(Bloomberg) Swedish trucking company Scania believes in the 24-hour employee. Scania workers aren't just expected to be their best selves at work, they're expected to be their best selves all the time. To help employees attain that ideal, Scania offers an extensive workplace wellness program to its 5,000 employees that includes access to an onsite gym, a team of health care professionals, and seminars in which employees can learn techniques for healthier living.
"Scania cares for its employees both on and off the job," a human resources manager in 2011
But according to researchers Andre Spicer and Carl Cederström, Scania's efforts didn't always have the intended effect. Over the last 4 years, the two have studied wellness programs at hundreds of companies, including Scania. In their new book,The Wellness Syndrome, they describe how the company's extensive wellness efforts stressed some employees. Because employees had every opportunity to stay healthy, those who didn't meet extreme health standards sometimes felt like failures. "We noticed that they would begin to worry about their level of exercising," Spicer said. One employee interviewed by the book's authors said that he felt the need to stay fit to keep his job: "In these times when people are laid off due to the global financial crisis, you need to stay fit, and the health profile helps you do so."

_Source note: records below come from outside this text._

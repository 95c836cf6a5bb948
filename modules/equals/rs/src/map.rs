use std::collections::{BTreeMap, HashMap};
use std::hash::{BuildHasher, Hash};

use eyre::Result;

use super::check::EqualsCheck;
use super::element::{elements_equal, same_object};
use super::error::require;
use super::set::sets_equal;

/// Trait for key-value containers with unique keys that can be looked up by their intrinsic
/// equality.
#[allow(clippy::len_without_is_empty)]
pub trait Mapping {
    type Key;
    type Value;

    /// Number of entries.
    fn len(&self) -> usize;

    /// All keys, in an unspecified order.
    fn keys(&self) -> impl Iterator<Item = &Self::Key> + Clone;

    /// Value associated with the exact key, if any.
    fn lookup(&self, key: &Self::Key) -> Option<&Self::Value>;
}

impl<K: Eq + Hash, V, S: BuildHasher> Mapping for HashMap<K, V, S> {
    type Key = K;
    type Value = V;

    fn len(&self) -> usize {
        HashMap::len(self)
    }

    fn keys(&self) -> impl Iterator<Item = &K> + Clone {
        HashMap::keys(self)
    }

    fn lookup(&self, key: &K) -> Option<&V> {
        self.get(key)
    }
}

impl<K: Ord, V> Mapping for BTreeMap<K, V> {
    type Key = K;
    type Value = V;

    fn len(&self) -> usize {
        BTreeMap::len(self)
    }

    fn keys(&self) -> impl Iterator<Item = &K> + Clone {
        BTreeMap::keys(self)
    }

    fn lookup(&self, key: &K) -> Option<&V> {
        self.get(key)
    }
}

/// Checks that `a` and `b` have equivalent key sets and map every key to equal values.
///
/// Key sets are compared with [`set_equals`](crate::set_equals) semantics under `key_check`.
/// Values are then looked up by the keys of `a` using the intrinsic key equality of the mapping
/// and compared with [`element_equals`](crate::element_equals) semantics under `value_check`.
/// A key of `a` that matched some key of `b` only through `key_check` has no value in `b` and
/// makes the mappings unequal.
/// `a` and `b` can be different mappings, e.g. a `HashMap` and a `BTreeMap`.
///
/// # Errors
///
/// Returns [`InvalidArgument`](crate::InvalidArgument) if `key_check` or `value_check` is absent.
pub fn map_equals<A, B, KE, VE>(
    a: &A,
    b: &B,
    key_check: Option<KE>,
    value_check: Option<VE>,
) -> Result<bool>
where
    A: Mapping + ?Sized,
    B: Mapping<Key = A::Key, Value = A::Value> + ?Sized,
    KE: EqualsCheck<A::Key>,
    VE: EqualsCheck<A::Value>,
{
    let key_check = require(key_check, "key_check")?;
    let value_check = require(value_check, "value_check")?;
    if same_object(a, b) {
        log::trace!("Identical mappings, skipping the entry-wise comparison");
        return Ok(true);
    }
    if a.len() != b.len() {
        log::trace!("Mapping sizes differ: {} vs {}", a.len(), b.len());
        return Ok(false);
    }
    if !sets_equal(a.keys(), b.keys(), &key_check) {
        return Ok(false);
    }

    for key in a.keys() {
        let other = b.lookup(key);
        if other.is_none() {
            log::trace!("Key is equivalent to a key of the other mapping, but has no exact match");
            return Ok(false);
        }
        if !elements_equal(a.lookup(key), other, &value_check) {
            return Ok(false);
        }
    }
    Ok(true)
}
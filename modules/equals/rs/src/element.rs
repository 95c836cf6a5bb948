use eyre::Result;

use super::check::EqualsCheck;
use super::error::require;

/// Compares two possibly absent values with a custom equality check.
///
/// Values that are the same reference (or both absent) are equal without invoking the check.
/// Zero-sized values share addresses, so they always go through the check.
/// An absent value is never equal to a present one, the check isn't invoked either.
///
/// # Errors
///
/// Returns [`InvalidArgument`](crate::InvalidArgument) if `check` is absent.
pub fn element_equals<T, E>(a: Option<&T>, b: Option<&T>, check: Option<E>) -> Result<bool>
where
    T: ?Sized,
    E: EqualsCheck<T>,
{
    let check = require(check, "check")?;
    Ok(elements_equal(a, b, &check))
}

#[inline]
pub(crate) fn elements_equal<T, E>(a: Option<&T>, b: Option<&T>, check: &E) -> bool
where
    T: ?Sized,
    E: EqualsCheck<T> + ?Sized,
{
    match (a, b) {
        (None, None) => true,
        (Some(a), Some(b)) => same_object(a, b) || check.equals(a, b),
        _ => false,
    }
}

/// Both references point to the same object.
/// Zero-sized objects have no identity: distinct ones may share an address.
#[inline]
pub(crate) fn same_object<A: ?Sized, B: ?Sized>(a: &A, b: &B) -> bool {
    let size = std::mem::size_of_val(a);
    size != 0 && size == std::mem::size_of_val(b) && std::ptr::addr_eq(a, b)
}
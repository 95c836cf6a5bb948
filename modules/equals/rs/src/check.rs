use std::marker::PhantomData;

/// A trait representing a caller-defined notion of equality.
/// It replaces the intrinsic `PartialEq` of `T` for the duration of a single comparison.
///
/// No guarantees are assumed about the check: it doesn't have to be reflexive, symmetric, or
/// transitive. Set and map comparisons invoke it in both argument orders, so a non-symmetric
/// check yields non-symmetric results there.
pub trait EqualsCheck<T: ?Sized> {
    /// Determines if two values should be treated as equal.
    ///
    /// # Arguments
    ///
    /// * `first` - The first value to compare.
    /// * `second` - The second value to compare.
    fn equals(&self, first: &T, second: &T) -> bool;
}

/// An implementation of the `EqualsCheck` trait for any function that takes two references to `T`
/// and returns a `bool`.
impl<T, F> EqualsCheck<T> for F
where
    T: ?Sized,
    F: Fn(&T, &T) -> bool,
{
    #[inline]
    fn equals(&self, first: &T, second: &T) -> bool {
        self(first, second)
    }
}

/// Falls back to the intrinsic `PartialEq` of `T`.
#[derive(Copy, Clone, Default, Debug)]
pub struct Intrinsic;

impl<T: PartialEq + ?Sized> EqualsCheck<T> for Intrinsic {
    #[inline(always)]
    fn equals(&self, first: &T, second: &T) -> bool {
        first == second
    }
}

/// Compares values by the keys extracted from them, e.g. a subset of their fields.
pub struct ByKey<F, K> {
    extract: F,
    _phantom: PhantomData<fn() -> K>,
}

impl<F, K> ByKey<F, K> {
    pub fn new(extract: F) -> Self {
        Self {
            extract,
            _phantom: Default::default(),
        }
    }
}

impl<T, F, K> EqualsCheck<T> for ByKey<F, K>
where
    T: ?Sized,
    F: Fn(&T) -> K,
    K: PartialEq,
{
    #[inline]
    fn equals(&self, first: &T, second: &T) -> bool {
        (self.extract)(first) == (self.extract)(second)
    }
}

/// Shorthand for [`ByKey::new`].
pub fn by_key<T: ?Sized, F: Fn(&T) -> K, K: PartialEq>(extract: F) -> ByKey<F, K> {
    ByKey::new(extract)
}
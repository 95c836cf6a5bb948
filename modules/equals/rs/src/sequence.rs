use eyre::Result;
use itertools::Itertools;

use super::check::EqualsCheck;
use super::element::{elements_equal, same_object};
use super::error::require;

/// Checks that `a` and `b` have the same length and equal elements at every position.
///
/// Elements are compared with [`element_equals`](crate::element_equals) semantics, so the same
/// element reference is equal to itself without invoking the check. Stops at the first mismatch.
/// `a` and `b` can be different containers, e.g. a `Vec` and a `VecDeque`.
///
/// # Errors
///
/// Returns [`InvalidArgument`](crate::InvalidArgument) if `check` is absent.
pub fn sequence_equals<'a, A, B, T, E>(a: &'a A, b: &'a B, check: Option<E>) -> Result<bool>
where
    A: ?Sized,
    B: ?Sized,
    &'a A: IntoIterator<Item = &'a T>,
    &'a B: IntoIterator<Item = &'a T>,
    <&'a A as IntoIterator>::IntoIter: ExactSizeIterator,
    <&'a B as IntoIterator>::IntoIter: ExactSizeIterator,
    T: 'a,
    E: EqualsCheck<T>,
{
    let check = require(check, "check")?;
    if same_object(a, b) {
        log::trace!("Identical sequences, skipping the element-wise comparison");
        return Ok(true);
    }
    Ok(positions_equal(a, b, |x, y| elements_equal(Some(x), Some(y), &check)))
}

/// Same as [`sequence_equals`], but elements themselves might be absent.
/// Absent elements are equal to each other and never equal to present ones.
///
/// # Errors
///
/// Returns [`InvalidArgument`](crate::InvalidArgument) if `check` is absent.
pub fn nullable_sequence_equals<'a, A, B, T, E>(a: &'a A, b: &'a B, check: Option<E>) -> Result<bool>
where
    A: ?Sized,
    B: ?Sized,
    &'a A: IntoIterator<Item = &'a Option<T>>,
    &'a B: IntoIterator<Item = &'a Option<T>>,
    <&'a A as IntoIterator>::IntoIter: ExactSizeIterator,
    <&'a B as IntoIterator>::IntoIter: ExactSizeIterator,
    T: 'a,
    E: EqualsCheck<T>,
{
    let check = require(check, "check")?;
    if same_object(a, b) {
        log::trace!("Identical sequences, skipping the element-wise comparison");
        return Ok(true);
    }
    Ok(positions_equal(a, b, |x, y| {
        elements_equal(x.as_ref(), y.as_ref(), &check)
    }))
}

fn positions_equal<I, J, F>(a: I, b: J, mut equal: F) -> bool
where
    I: IntoIterator,
    J: IntoIterator,
    I::IntoIter: ExactSizeIterator,
    J::IntoIter: ExactSizeIterator,
    F: FnMut(I::Item, J::Item) -> bool,
{
    let (a, b) = (a.into_iter(), b.into_iter());
    if a.len() != b.len() {
        log::trace!("Sequence lengths differ: {} vs {}", a.len(), b.len());
        return false;
    }
    a.zip_eq(b).all(|(x, y)| equal(x, y))
}
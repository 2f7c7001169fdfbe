//! Graph nodes and the user-facing [`Tensor`] handle.
//!
//! A [`Tensor`] is a cheap, clonable handle to one node of the computation
//! graph. A node either wraps a user-supplied array (a leaf) or records the
//! [`Operator`] and input nodes that produce its value. Many downstream nodes
//! may hold the same input, so nodes are shared through `Arc` and live as long
//! as their longest holder.
//!
//! ## Lifecycle
//!
//! 1. **Leaves** are created from a [`Context`] and hold their value from the start.
//! 2. **Operator methods** (`add`, `matmul`, `relu`, ...) build a new node and
//!    never touch their operands. In [`EvalMode::Eager`] the node is computed
//!    immediately; in [`EvalMode::Lazy`] it waits for [`Tensor::realize`].
//! 3. **Realization** computes the missing part of the upstream graph once;
//!    every node caches its value and never recomputes or mutates it.
//! 4. **Backward** attaches a gradient node to every node that requires one,
//!    see [`crate::backprop`].
//!
//! Operator overloading is available on `&Tensor` and `Tensor`; since any
//! operation may fail on incompatible shapes, every overload yields a
//! [`Result`]:
//!
//! ```rust
//! use briny_grad::{array, graph::Context};
//!
//! # fn main() -> briny_grad::error::Result<()> {
//! let ctx = Context::cpu();
//! let a = ctx.parameter(array!([1.0, 2.0]));
//! let b = ctx.parameter(array!([3.0, 4.0]));
//! let c = ((&a * &b)? + 1.0)?;
//! assert_eq!(c.realize()?.data(), &[4.0, 9.0]);
//! # Ok(())
//! # }
//! ```

use crate::array::{DType, NdArray};
use crate::backend::Backend;
use crate::backprop::{self, GradMode};
use crate::error::{AutogradError, Result};
use crate::graph::{self, Context, EvalMode};
use crate::ops::{
    AddScalar, BroadcastTo, DivScalar, EWiseAdd, EWiseDiv, EWiseMul, Exp, Log, MatMul, MulScalar,
    Negate, Operator, PowerScalar, ReLU, Reshape, Summation, Transpose,
};
use core::fmt;
use parking_lot::{Mutex, RwLock};
use std::sync::atomic::{AtomicUsize, Ordering};
use std::sync::{Arc, OnceLock};
use tracing::trace;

More broadly, Spicer and Cederström found that more extreme corporate wellness programs such as those at Scania lead to increased anxiety and stress. "In the Scania case, they said: 'I have to exercise or else Im not going to be seen as an attractive employee. Im not going to just be a bad person, but an unemployable person,'" said Spicer, who studies organizational behavior, psychology, and sociology of work at the Cass Business School in London.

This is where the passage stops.